The magic ingredient in Hennig’s quest for the stone was urine. Back then, urine was called the ‘golden stream’ due to its resemblance to the color of gold. The golden yellow color of urine made it an interesting choice among alchemists who were in search of gold.
Brandt collected almost 50 buckets of urine, in the belief that the philosopher’s stone could be extracted from it.
Brandt’s Recipe For The Philosopher’s Stone
Firstly, Brandt let the urine putrefy for days in his cellar. Later, he boiled the rancid urine to get rid of all the water, which resulted in the formation of a thick, smelly, yellow syrup.
Further heating led to the formation of a reddish layer of oil. He removed that oil and kept the solution to cool. This resulted in the formation of a black, thick liquid and a white salty layer below it.

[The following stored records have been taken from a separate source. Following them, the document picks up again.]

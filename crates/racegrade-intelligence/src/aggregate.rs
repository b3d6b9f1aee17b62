// ABOUTME: Multi-distance aggregation of per-distance reports into one summary
// ABOUTME: Mean percentile, median ability tier, mean age grade with zero sentinel
//
// SPDX-License-Identifier: MIT OR Apache-2.0
// Copyright (c) 2025 racegrade contributors

//! Aggregation across distances.
//!
//! An athlete with personal bests at several distances gets one report per
//! distance plus an overall summary. The summary averages percentiles across
//! every report, averages age grades across the reports that produced one,
//! and takes the median ability tier.

use serde::{Deserialize, Serialize};

use racegrade_core::models::{AbilityLevel, AgeGradeCategory, Gender, PersonalBest};

use crate::scoring::{distance_report, DistanceReport};
use crate::util::{mean, round_to_tenth};

/// Cross-distance performance summary.
#[derive(Debug, Clone, Serialize, Deserialize)]
pub struct OverallSummary {
    /// Mean percentile across all reported distances, one decimal place.
    pub mean_percentile: f64,
    /// Median ability tier across the reported distances.
    pub ability_level: AbilityLevel,
    /// Encouragement message keyed off the mean percentile.
    pub rating_message: String,
    /// Number of distances that contributed to the summary.
    pub distance_count: usize,
    /// Mean age grade across distances that produced one, one decimal
    /// place. Zero when no distance produced an age grade.
    pub mean_age_grade: f64,
    /// Category band for the mean age grade.
    pub age_grade_category: AgeGradeCategory,
}

/// Summarize a set of per-distance reports, or `None` for an empty set.
///
/// Age grades of zero mark distances where no grade was computable and stay
/// out of the age-grade mean. The ability median is the tier at index
/// `n / 2` of the ascending order, so an even number of reports resolves to
/// the upper of the two middle tiers.
#[must_use]
pub fn summarize(reports: &[DistanceReport]) -> Option<OverallSummary> {
    if reports.is_empty() {
        return None;
    }

    let percentiles: Vec<f64> = reports.iter().map(|r| r.score.percentile).collect();
    let mean_percentile = mean(&percentiles)?;

    let grades: Vec<f64> = reports
        .iter()
        .map(|r| r.score.age_grade_percent)
        .filter(|&g| g > 0.0)
        .collect();
    let mean_age_grade = mean(&grades).unwrap_or(0.0);

    let mut levels: Vec<AbilityLevel> = reports.iter().map(|r| r.score.ability_level).collect();
    levels.sort_unstable();
    let ability_level = levels[levels.len() / 2];

    Some(OverallSummary {
        mean_percentile: round_to_tenth(mean_percentile),
        ability_level,
        rating_message: overall_rating_message(mean_percentile),
        distance_count: reports.len(),
        mean_age_grade: round_to_tenth(mean_age_grade),
        age_grade_category: AgeGradeCategory::from_percent(mean_age_grade),
    })
}

/// Score every personal best and summarize the results.
///
/// Bests with a zero time are skipped. Reports come back in canonical
/// distance order, shortest first, with unrecognized distances at the end in
/// their input order.
#[must_use]
pub fn analyze_personal_bests(
    personal_bests: &[PersonalBest],
    age: u32,
    gender: Gender,
) -> (Vec<DistanceReport>, Option<OverallSummary>) {
    let mut bests: Vec<&PersonalBest> = personal_bests
        .iter()
        .filter(|pb| pb.seconds > 0)
        .collect();
    bests.sort_by_key(|pb| pb.distance.sort_key());

    let reports: Vec<DistanceReport> = bests
        .iter()
        .map(|pb| distance_report(pb.seconds, pb.distance.clone(), age, gender))
        .collect();
    let summary = summarize(&reports);
    (reports, summary)
}

fn overall_rating_message(mean_percentile: f64) -> String {
    let message = if mean_percentile >= 95.0 {
        "Outstanding multi-distance performance!"
    } else if mean_percentile >= 85.0 {
        "Excellent across all distances!"
    } else if mean_percentile >= 75.0 {
        "Strong performances across the board!"
    } else if mean_percentile >= 60.0 {
        "Solid running at multiple distances!"
    } else if mean_percentile >= 40.0 {
        "Good foundation across distances!"
    } else {
        "Keep training - you're making progress!"
    };
    message.to_owned()
}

Brandt discarded the salt and mixed the black syrup with the red oil again. He heated the mixture strongly for about 16 hours, hoping that it would materialize into the philosopher’s stone.
Finally, after a long struggle, he observed white fumes filling up the retort, which then burst into bright flames with an enthralling glow. He later passed the substance to a receiver with cold water and noticed a white, waxy substance solidifying within it.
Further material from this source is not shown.